KUALA LUMPUR: The Employees Provident Fund (EPF) has approved  367 unit trust funds under the EPF Members Investment Scheme (EPF MIS) for 2018/2019.

In a statement, it said, under the EPF MIS, 268 funds from 22 List of Fund Management Institutions (FMIs)  qualify for offering during the period.

As compared with 2017/2018,  of the 373 funds approved, 278 were from 22 FMIs qualified for offering.

EPF today published the List of FMIs and unit trust funds that qualify for offering.

Deputy Chief Executive Officer (Investment), Datuk Mohamad Nasir Ab Latif said: “The list of unit trust funds offered under the EPF MIS is evaluated annually based on the criteria established by the EPF and approved by the Finance Ministry.

“Any unit trust fund which falls below the minimum eligibility score will be suspended and not be offered during the period.”

For the 2018/ 2019 offering period, the minimum eligibility score of Simple Average Rating for Consistent Returns (SACR) remains at 2.33.

The SACR, introduced in 2010, was increased from 2.00 to 2.33 in 2017 to provide further protection for investors by screening out the bottom performers.

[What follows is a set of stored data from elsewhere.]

use chrono::{NaiveDate, NaiveDateTime};
use sqlx::mysql::{MySqlPool, MySqlRow};
use sqlx::Row;

use crate::models::{
    Transaction, TransactionFeedItem, TransactionStatus, ValidationFlag,
};

const TRANSACTION_COLUMNS: &str =
    "id, collector_id, client_id, CAST(amount AS DOUBLE) as amount, momo_ref, \
     submission_type, trust_level, status, validation_flags, raw_sms_text, \
     screenshot_key, collector_note, submitted_at, confirmed_at";

const FEED_COLUMNS: &str =
    "t.id, t.client_id, c.full_name as client_name, CAST(t.amount AS DOUBLE) as amount, \
     t.submission_type, t.trust_level, t.status, t.validation_flags, t.collector_note, \
     t.submitted_at, t.confirmed_at";

fn parse_flags(raw: Option<String>) -> Option<Vec<ValidationFlag>> {
    raw.and_then(|s| serde_json::from_str(&s).ok())
}

fn row_to_transaction(row: &MySqlRow) -> Result<Transaction, sqlx::Error> {
    Ok(Transaction {
        id: row.get("id"),
        collector_id: row.get("collector_id"),
        client_id: row.get("client_id"),
        amount: row.get("amount"),
        momo_ref: row.get("momo_ref"),
        submission_type: row
            .get::<String, _>("submission_type")
            .parse()
            .map_err(|e: String| sqlx::Error::Decode(e.into()))?,
        trust_level: row
            .get::<String, _>("trust_level")
            .parse()
            .map_err(|e: String| sqlx::Error::Decode(e.into()))?,
        status: row
            .get::<String, _>("status")
            .parse()
            .map_err(|e: String| sqlx::Error::Decode(e.into()))?,
        validation_flags: parse_flags(row.get("validation_flags")),
        raw_sms_text: row.get("raw_sms_text"),
        screenshot_key: row.get("screenshot_key"),
        collector_note: row.get("collector_note"),
        submitted_at: row.get("submitted_at"),
        confirmed_at: row.get("confirmed_at"),
    })
}

fn row_to_feed_item(row: &MySqlRow) -> Result<TransactionFeedItem, sqlx::Error> {
    Ok(TransactionFeedItem {
        id: row.get("id"),
        client_id: row.get("client_id"),
        client_name: row.get("client_name"),
        amount: row.get("amount"),
        submission_type: row
            .get::<String, _>("submission_type")
            .parse()
            .map_err(|e: String| sqlx::Error::Decode(e.into()))?,
        trust_level: row
            .get::<String, _>("trust_level")
            .parse()
            .map_err(|e: String| sqlx::Error::Decode(e.into()))?,
        status: row
            .get::<String, _>("status")
            .parse()
            .map_err(|e: String| sqlx::Error::Decode(e.into()))?,
        validation_flags: parse_flags(row.get("validation_flags")),
        collector_note: row.get("collector_note"),
        submitted_at: row.get("submitted_at"),
        confirmed_at: row.get("confirmed_at"),
    })
}

/// Insert a new ledger entry
pub async fn insert(pool: &MySqlPool, entry: &Transaction) -> Result<(), sqlx::Error> {
    let flags_json = entry
        .validation_flags
        .as_ref()
        .and_then(|f| serde_json::to_string(f).ok());

    sqlx::query(
        "INSERT INTO transactions \
             (id, collector_id, client_id, amount, momo_ref, submission_type, \
              trust_level, status, validation_flags, raw_sms_text, screenshot_key, \
              collector_note, submitted_at) \
         VALUES (?, ?, ?, ?, ?, ?, ?, ?, ?, ?, ?, ?, ?)",
    )
    .bind(&entry.id)
    .bind(&entry.collector_id)
    .bind(&entry.client_id)
    .bind(entry.amount)
    .bind(&entry.momo_ref)
    .bind(entry.submission_type.as_str())
    .bind(entry.trust_level.as_str())
    .bind(entry.status.as_str())
    .bind(flags_json)
    .bind(&entry.raw_sms_text)
    .bind(&entry.screenshot_key)
    .bind(&entry.collector_note)
    .bind(entry.submitted_at)
    .execute(pool)
    .await?;

    Ok(())
}

/// Check whether any entry already carries this provider transaction id.
/// The lookup is global on purpose: a reference is spent once system-wide.
pub async fn momo_ref_exists(pool: &MySqlPool, momo_ref: &str) -> Result<bool, sqlx::Error> {
    let row = sqlx::query("SELECT id FROM transactions WHERE momo_ref = ? LIMIT 1")
        .bind(momo_ref)
        .fetch_optional(pool)
        .await?;

    Ok(row.is_some())
}

/// Get an entry by ID, scoped to the owning collector
pub async fn get_for_collector(
    pool: &MySqlPool,
    transaction_id: &str,
    collector_id: &str,
) -> Result<Option<Transaction>, sqlx::Error> {
    let row = sqlx::query(&format!(
        "SELECT {} FROM transactions WHERE id = ? AND collector_id = ?",
        TRANSACTION_COLUMNS
    ))
    .bind(transaction_id)
    .bind(collector_id)
    .fetch_optional(pool)
    .await?;

    row.map(|r| row_to_transaction(&r)).transpose()
}

/// Confirm an entry if it is still PENDING or QUERIED.
/// Returns the number of rows changed; 0 means the guard did not match.
pub async fn mark_confirmed(
    pool: &MySqlPool,
    transaction_id: &str,
    collector_id: &str,
    confirmed_at: NaiveDateTime,
) -> Result<u64, sqlx::Error> {
    let result = sqlx::query(
        "UPDATE transactions SET status = 'CONFIRMED', confirmed_at = ? \
         WHERE id = ? AND collector_id = ? AND status IN ('PENDING', 'QUERIED')",
    )
    .bind(confirmed_at)
    .bind(transaction_id)
    .bind(collector_id)
    .execute(pool)
    .await?;

    Ok(result.rows_affected())
}

/// Query an entry if it is still PENDING, recording the collector's note
pub async fn mark_queried(
    pool: &MySqlPool,
    transaction_id: &str,
    collector_id: &str,
    note: &str,
) -> Result<u64, sqlx::Error> {
    let result = sqlx::query(
        "UPDATE transactions SET status = 'QUERIED', collector_note = ? \
         WHERE id = ? AND collector_id = ? AND status = 'PENDING'",
    )
    .bind(note)
    .bind(transaction_id)
    .bind(collector_id)
    .execute(pool)
    .await?;

    Ok(result.rows_affected())
}

/// Reject an entry if it is currently QUERIED, recording the collector's note
pub async fn mark_rejected(
    pool: &MySqlPool,
    transaction_id: &str,
    collector_id: &str,
    note: &str,
) -> Result<u64, sqlx::Error> {
    let result = sqlx::query(
        "UPDATE transactions SET status = 'REJECTED', collector_note = ? \
         WHERE id = ? AND collector_id = ? AND status = 'QUERIED'",
    )
    .bind(note)
    .bind(transaction_id)
    .bind(collector_id)
    .execute(pool)
    .await?;

    Ok(result.rows_affected())
}

fn pending_feed_sql() -> String {
    format!(
        "SELECT {} FROM transactions t JOIN clients c ON c.id = t.client_id \
         WHERE t.collector_id = ? AND t.status = 'PENDING' \
         ORDER BY t.submitted_at ASC LIMIT ? OFFSET ?",
        FEED_COLUMNS
    )
}

/// Entries awaiting collector review (PENDING only), oldest first so the
/// longest-waiting claim comes up first
pub async fn pending_feed(
    pool: &MySqlPool,
    collector_id: &str,
    skip: i64,
    limit: i64,
) -> Result<(Vec<TransactionFeedItem>, i64), sqlx::Error> {
    let rows = sqlx::query(&pending_feed_sql())
        .bind(collector_id)
        .bind(limit)
        .bind(skip)
        .fetch_all(pool)
        .await?;

    let total = count_pending(pool, collector_id).await?;

    let items = rows
        .iter()
        .map(row_to_feed_item)
        .collect::<Result<Vec<_>, _>>()?;

    Ok((items, total))
}

/// Count entries awaiting collector review, matching the pending feed
pub async fn count_pending(pool: &MySqlPool, collector_id: &str) -> Result<i64, sqlx::Error> {
    let row = sqlx::query(
        "SELECT COUNT(*) as total FROM transactions \
         WHERE collector_id = ? AND status = 'PENDING'",
    )
    .bind(collector_id)
    .fetch_one(pool)
    .await?;

    Ok(row.get::<i64, _>("total"))
}

/// A collector's entries, optionally filtered by status.
/// Without a filter, AUTO_REJECTED entries stay out of the listing.
pub async fn list_for_collector(
    pool: &MySqlPool,
    collector_id: &str,
    status: Option<TransactionStatus>,
    skip: i64,
    limit: i64,
) -> Result<(Vec<TransactionFeedItem>, i64), sqlx::Error> {
    let status_clause = match status {
        Some(_) => "AND t.status = ?",
        None => "AND t.status <> 'AUTO_REJECTED'",
    };

    let query_str = format!(
        "SELECT {} FROM transactions t JOIN clients c ON c.id = t.client_id \
         WHERE t.collector_id = ? {} \
         ORDER BY t.submitted_at DESC LIMIT ? OFFSET ?",
        FEED_COLUMNS, status_clause
    );

    let mut query = sqlx::query(&query_str).bind(collector_id);
    if let Some(st) = status {
        query = query.bind(st.as_str());
    }
    let rows = query.bind(limit).bind(skip).fetch_all(pool).await?;

    let count_str = format!(
        "SELECT COUNT(*) as total FROM transactions t WHERE t.collector_id = ? {}",
        status_clause
    );
    let mut count_query = sqlx::query(&count_str).bind(collector_id);
    if let Some(st) = status {
        count_query = count_query.bind(st.as_str());
    }
    let total = count_query.fetch_one(pool).await?.get::<i64, _>("total");

    let items = rows
        .iter()
        .map(row_to_feed_item)
        .collect::<Result<Vec<_>, _>>()?;

    Ok((items, total))
}

/// One client's deposit history, newest first, AUTO_REJECTED excluded
pub async fn list_for_client(
    pool: &MySqlPool,
    client_id: &str,
    skip: i64,
    limit: i64,
) -> Result<(Vec<Transaction>, i64), sqlx::Error> {
    let rows = sqlx::query(&format!(
        "SELECT {} FROM transactions \
         WHERE client_id = ? AND status <> 'AUTO_REJECTED' \
         ORDER BY submitted_at DESC LIMIT ? OFFSET ?",
        TRANSACTION_COLUMNS
    ))
    .bind(client_id)
    .bind(limit)
    .bind(skip)
    .fetch_all(pool)
    .await?;

    let total = sqlx::query(
        "SELECT COUNT(*) as total FROM transactions \
         WHERE client_id = ? AND status <> 'AUTO_REJECTED'",
    )
    .bind(client_id)
    .fetch_one(pool)
    .await?
    .get::<i64, _>("total");

    let items = rows
        .iter()
        .map(row_to_transaction)
        .collect::<Result<Vec<_>, _>>()?;

    Ok((items, total))
}

/// Total confirmed on a given day for a collector
pub async fn sum_confirmed_on(
    pool: &MySqlPool,
    collector_id: &str,
    day: NaiveDate,
) -> Result<f64, sqlx::Error> {
    let row = sqlx::query(
        "SELECT CAST(COALESCE(SUM(amount), 0) AS DOUBLE) as total FROM transactions \
         WHERE collector_id = ? AND status = 'CONFIRMED' AND DATE(confirmed_at) = ?",
    )
    .bind(collector_id)
    .bind(day)
    .fetch_one(pool)
    .await?;

    Ok(row.get::<f64, _>("total"))
}

#[cfg(test)]
mod tests {
    use super::*;
    use crate::models::FlagSeverity;

    #[test]
    fn test_review_feed_takes_oldest_pending_first() {
        let sql = pending_feed_sql();
        assert!(sql.contains("t.status = 'PENDING'"));
        assert!(!sql.contains("QUERIED"));
        assert!(sql.contains("ORDER BY t.submitted_at ASC"));
    }

    #[test]
    fn test_parse_flags_reads_the_stored_json() {
        let raw = r#"[{"field":"recipient_phone","message":"Recipient number does not match your MoMo number","severity":"HIGH"}]"#;
        let flags = parse_flags(Some(raw.to_string())).unwrap();
        assert_eq!(flags.len(), 1);
        assert_eq!(flags[0].field, "recipient_phone");
        assert_eq!(flags[0].severity, FlagSeverity::High);
    }

    #[test]
    fn test_parse_flags_tolerates_null_and_garbage() {
        assert_eq!(parse_flags(None), None);
        assert_eq!(parse_flags(Some("not json".to_string())), None);
    }
}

It is computed based on the fund’s aggregate performance over a three-year period, and takes into account performance against peers.

The EPF MIS allows members to transfer part of their savings from Account 1 for investments through the appointed FMIs as an option and flexibility to diversify their retirement portfolio and enhance retirement savings.

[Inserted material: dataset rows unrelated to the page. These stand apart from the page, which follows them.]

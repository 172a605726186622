//! Integration tests against an on-disk database shared by many threads.
//!
//! Run with: cargo test --test concurrent_words

use std::collections::HashSet;
use std::sync::Arc;
use std::thread;

use flashrecall::trainer::words::NewWord;
use flashrecall::trainer::{AddOutcome, Database, RemoveOutcome, RemoveScope, SessionKey, Trainer, TrainerConfig, UserProfile};
use rand::SeedableRng;
use rand::rngs::StdRng;

fn profile(telegram_id: i64) -> UserProfile {
    UserProfile {
        telegram_id,
        username: Some(format!("user{telegram_id}")),
        first_name: format!("User {telegram_id}"),
        last_name: None,
    }
}

fn open_temp() -> (tempfile::TempDir, Arc<Database>) {
    let dir = tempfile::tempdir().unwrap();
    let db = Database::open(&dir.path().join("flashrecall.db")).unwrap();
    (dir, Arc::new(db))
}

#[test]
fn test_concurrent_add_stores_one_word() {
    let (_dir, db) = open_temp();
    let users: Vec<_> = (1..=8).map(|id| db.ensure_user(&profile(id)).unwrap()).collect();

    let outcomes: Vec<AddOutcome> = thread::scope(|s| {
        let handles: Vec<_> = users
            .iter()
            .map(|user| {
                let db = db.clone();
                let user = *user;
                s.spawn(move || {
                    let word = NewWord { english: "fox".into(), russian: "лиса".into() };
                    db.add_word(user, &word).unwrap()
                })
            })
            .collect();
        handles.into_iter().map(|h| h.join().unwrap()).collect()
    });

    assert_eq!(outcomes.iter().filter(|o| **o == AddOutcome::Added).count(), 1);
    assert_eq!(outcomes.iter().filter(|o| **o == AddOutcome::AlreadyExists).count(), 7);
    assert_eq!(db.word_count().unwrap(), 1);

    // Only the winner sees it as their own word.
    let fox = db.find_word("fox").unwrap().unwrap();
    let owner = fox.owner.unwrap();
    for user in &users {
        let visible = db.effective_pool(*user).unwrap().iter().any(|w| w.english == "fox");
        assert_eq!(visible, *user == owner);
    }
}

#[test]
fn test_concurrent_hides_are_idempotent() {
    let (_dir, db) = open_temp();
    let user = db.ensure_user(&profile(1)).unwrap();
    db.add_global_word("cat", "кот").unwrap();

    thread::scope(|s| {
        for _ in 0..6 {
            let db = db.clone();
            s.spawn(move || {
                let outcome = db.remove_word_for_user(user, "cat").unwrap();
                assert_eq!(outcome, RemoveOutcome::Removed(RemoveScope::PersonalHide));
            });
        }
    });

    assert!(db.effective_pool(user).unwrap().is_empty());
    assert_eq!(db.word_count().unwrap(), 1);
}

#[test]
fn test_sessions_survive_many_conversations() {
    let (_dir, db) = open_temp();
    for (en, ru) in [("cat", "кот"), ("dog", "собака"), ("sun", "солнце"), ("car", "машина"), ("book", "книга")] {
        db.add_global_word(en, ru).unwrap();
    }
    let trainer = Trainer::with_rng(TrainerConfig::default(), db.clone(), StdRng::seed_from_u64(3));
    let keys: Vec<SessionKey> = (1..=10)
        .map(|id| SessionKey { user: trainer.register(&profile(id)).unwrap(), chat_id: id })
        .collect();

    thread::scope(|s| {
        for key in &keys {
            let trainer = &trainer;
            s.spawn(move || {
                for _ in 0..20 {
                    trainer.issue_card(*key).unwrap();
                }
            });
        }
    });

    assert_eq!(trainer.sessions().len(), keys.len());
    let targets: HashSet<String> = keys
        .iter()
        .filter_map(|k| trainer.sessions().get(*k).and_then(|s| s.target_word().map(str::to_string)))
        .collect();
    assert!(!targets.is_empty());
    for target in targets {
        assert!(db.find_word(&target).unwrap().is_some());
    }
}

Members who meet the Basic Savings requirement may transfer part of their savings from Account 1 into FMIs of their choice.

The amount for transfer had been revised upward to not more than 30 per cent (from not more than 20 per cent previously) every three months from the savings in excess of the Basic Savings amount in Account 1.       The Basic Savings is a pre-determined amount set according to age in Account 1 to ensure members have at least RM228,000 upon reaching age 55.

The Basic Savings quantum is benchmarked against the minimum pension of RM950 per month for 20 years from 55 to 75 years old.

Mohamad Nasir said, effective 2017, the 30 per cent foreign exposure cap on investments undertaken by FMIs had been removed to provide an option for participating members wishing to tap into funds with higher potential growth and opportunities present in foreign markets.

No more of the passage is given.